▸ Task prompt
The response must consist of every line of the listing, reproduced verbatim.

▸ Records shown
==============================
use super::types::{Channel, Interpolation};
use crate::arm_error::ArmError;
use itertools::Itertools;
use nalgebra_glm as glm;

/// Above this dot product two rotations are treated as parallel and blended
/// with normalized linear interpolation
const NEARLY_PARALLEL: f32 = 0.9995;

/// A value that can be stored in a channel and interpolated
pub trait Keyable: Copy {
    /// Called once per value when a channel is created
    #[must_use]
    fn prepare(self) -> Self {
        self
    }

    /// Interpolates from `self` to `other`, `t` in `[0, 1]`
    #[must_use]
    fn interpolate(&self, other: &Self, t: f32) -> Self;
}

impl Keyable for glm::Vec3 {
    fn interpolate(&self, other: &Self, t: f32) -> Self {
        lerp(self, other, t)
    }
}

impl Keyable for glm::Quat {
    fn prepare(self) -> Self {
        glm::quat_normalize(&self)
    }

    fn interpolate(&self, other: &Self, t: f32) -> Self {
        slerp(self, other, t)
    }
}

/// Linear interpolation, `v0 + t * (v1 - v0)`
#[must_use]
pub fn lerp(v0: &glm::Vec3, v1: &glm::Vec3, t: f32) -> glm::Vec3 {
    v0 + (v1 - v0) * t
}

/// Spherical linear interpolation along the shorter arc
///
/// The end points are returned exactly. Nearly parallel rotations fall back
/// to normalized linear interpolation, which avoids dividing by a sine close
/// to zero.
#[must_use]
pub fn slerp(q0: &glm::Quat, q1: &glm::Quat, t: f32) -> glm::Quat {
    if t <= 0.0 {
        return *q0;
    }
    if t >= 1.0 {
        return *q1;
    }

    let mut dot = glm::quat_dot(q0, q1);
    let mut end = *q1;
    if dot < 0.0 {
        end = -end;
        dot = -dot;
    }

    if dot > NEARLY_PARALLEL {
        return glm::quat_normalize(&(*q0 * (1.0 - t) + end * t));
    }

    let theta = dot.min(1.0).acos();
    let sin_theta = theta.sin();
    let w0 = ((1.0 - t) * theta).sin() / sin_theta;
    let w1 = (t * theta).sin() / sin_theta;
    glm::quat_normalize(&(*q0 * w0 + end * w1))
}

/// Finds the keyframe pair surrounding `time`
///
/// A time before the first key gives the first pair. A time equal to the
/// last key gives the last pair.
///
/// # Errors
/// Returns `ArmError::OutOfRange` if there are fewer than two keys or `time`
/// is past the last key (or not a number).
pub fn find_bracket(
    times: &[f32],
    time: f32,
) -> Result<(usize, usize), ArmError> {
    let last = times.last().copied().unwrap_or(0.0);
    if times.len() < 2 {
        return Err(ArmError::OutOfRange { time, last });
    }
    if time < times[0] {
        return Ok((0, 1));
    }
    for (i, (start, end)) in times.iter().tuple_windows().enumerate() {
        if *start <= time && time < *end {
            return Ok((i, i + 1));
        }
    }
    // Only equality with the last key is left
    if time <= last {
        return Ok((times.len() - 2, times.len() - 1));
    }
    Err(ArmError::OutOfRange { time, last })
}

/// Calculates the interpolation parameter within one segment. A segment of
/// zero length snaps to its later key.
fn segment_weight(start: f32, end: f32, current: f32) -> f32 {
    let span = end - start;
    if span <= 0.0 {
        return 1.0;
    }
    ((current - start) / span).clamp(0.0, 1.0)
}

/// Samples a channel at `time`
///
/// `default` is returned for a channel that is not animated, which is how a
/// joint without keys keeps its bind pose. Before the first key the first
/// value is held and after the last key the last value is held.
#[must_use]
pub fn sample<T: Keyable>(channel: &Channel<T>, time: f32, default: T) -> T {
    if !channel.is_valid() {
        return default;
    }
    let times = channel.times();
    let values = channel.values();
    let (Some(first), Some(last)) = (values.first(), values.last()) else {
        return default;
    };
    if values.len() == 1 || time >= channel.last_time() {
        return *last;
    }

    let Ok((i, j)) = find_bracket(times, time) else {
        // Not a number
        return *first;
    };
    match channel.interpolation() {
        Interpolation::Step => values[i],
        Interpolation::Linear => values[i].interpolate(
            &values[j],
            segment_weight(times[i], times[j], time),
        ),
    }
}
==============================
▸ Expected answer
use super::types::{Channel, Interpolation};
use crate::arm_error::ArmError;
use itertools::Itertools;
use nalgebra_glm as glm;

/// Above this dot product two rotations are treated as parallel and blended
/// with normalized linear interpolation
const NEARLY_PARALLEL: f32 = 0.9995;

/// A value that can be stored in a channel and interpolated
pub trait Keyable: Copy {
    /// Called once per value when a channel is created
    #[must_use]
    fn prepare(self) -> Self {
        self
    }

    /// Interpolates from `self` to `other`, `t` in `[0, 1]`
    #[must_use]
    fn interpolate(&self, other: &Self, t: f32) -> Self;
}

impl Keyable for glm::Vec3 {
    fn interpolate(&self, other: &Self, t: f32) -> Self {
        lerp(self, other, t)
    }
}

impl Keyable for glm::Quat {
    fn prepare(self) -> Self {
        glm::quat_normalize(&self)
    }

    fn interpolate(&self, other: &Self, t: f32) -> Self {
        slerp(self, other, t)
    }
}

/// Linear interpolation, `v0 + t * (v1 - v0)`
#[must_use]
pub fn lerp(v0: &glm::Vec3, v1: &glm::Vec3, t: f32) -> glm::Vec3 {
    v0 + (v1 - v0) * t
}

/// Spherical linear interpolation along the shorter arc
///
/// The end points are returned exactly. Nearly parallel rotations fall back
/// to normalized linear interpolation, which avoids dividing by a sine close
/// to zero.
#[must_use]
pub fn slerp(q0: &glm::Quat, q1: &glm::Quat, t: f32) -> glm::Quat {
    if t <= 0.0 {
        return *q0;
    }
    if t >= 1.0 {
        return *q1;
    }

    let mut dot = glm::quat_dot(q0, q1);
    let mut end = *q1;
    if dot < 0.0 {
        end = -end;
        dot = -dot;
    }

    if dot > NEARLY_PARALLEL {
        return glm::quat_normalize(&(*q0 * (1.0 - t) + end * t));
    }

    let theta = dot.min(1.0).acos();
    let sin_theta = theta.sin();
    let w0 = ((1.0 - t) * theta).sin() / sin_theta;
    let w1 = (t * theta).sin() / sin_theta;
    glm::quat_normalize(&(*q0 * w0 + end * w1))
}

/// Finds the keyframe pair surrounding `time`
///
/// A time before the first key gives the first pair. A time equal to the
/// last key gives the last pair.
///
/// # Errors
/// Returns `ArmError::OutOfRange` if there are fewer than two keys or `time`
/// is past the last key (or not a number).
pub fn find_bracket(
    times: &[f32],
    time: f32,
) -> Result<(usize, usize), ArmError> {
    let last = times.last().copied().unwrap_or(0.0);
    if times.len() < 2 {
        return Err(ArmError::OutOfRange { time, last });
    }
    if time < times[0] {
        return Ok((0, 1));
    }
    for (i, (start, end)) in times.iter().tuple_windows().enumerate() {
        if *start <= time && time < *end {
            return Ok((i, i + 1));
        }
    }
    // Only equality with the last key is left
    if time <= last {
        return Ok((times.len() - 2, times.len() - 1));
    }
    Err(ArmError::OutOfRange { time, last })
}

/// Calculates the interpolation parameter within one segment. A segment of
/// zero length snaps to its later key.
fn segment_weight(start: f32, end: f32, current: f32) -> f32 {
    let span = end - start;
    if span <= 0.0 {
        return 1.0;
    }
    ((current - start) / span).clamp(0.0, 1.0)
}

/// Samples a channel at `time`
///
/// `default` is returned for a channel that is not animated, which is how a
/// joint without keys keeps its bind pose. Before the first key the first
/// value is held and after the last key the last value is held.
#[must_use]
pub fn sample<T: Keyable>(channel: &Channel<T>, time: f32, default: T) -> T {
    if !channel.is_valid() {
        return default;
    }
    let times = channel.times();
    let values = channel.values();
    let (Some(first), Some(last)) = (values.first(), values.last()) else {
        return default;
    };
    if values.len() == 1 || time >= channel.last_time() {
        return *last;
    }

    let Ok((i, j)) = find_bracket(times, time) else {
        // Not a number
        return *first;
    };
    match channel.interpolation() {
        Interpolation::Step => values[i],
        Interpolation::Linear => values[i].interpolate(
            &values[j],
            segment_weight(times[i], times[j], time),
        ),
    }
}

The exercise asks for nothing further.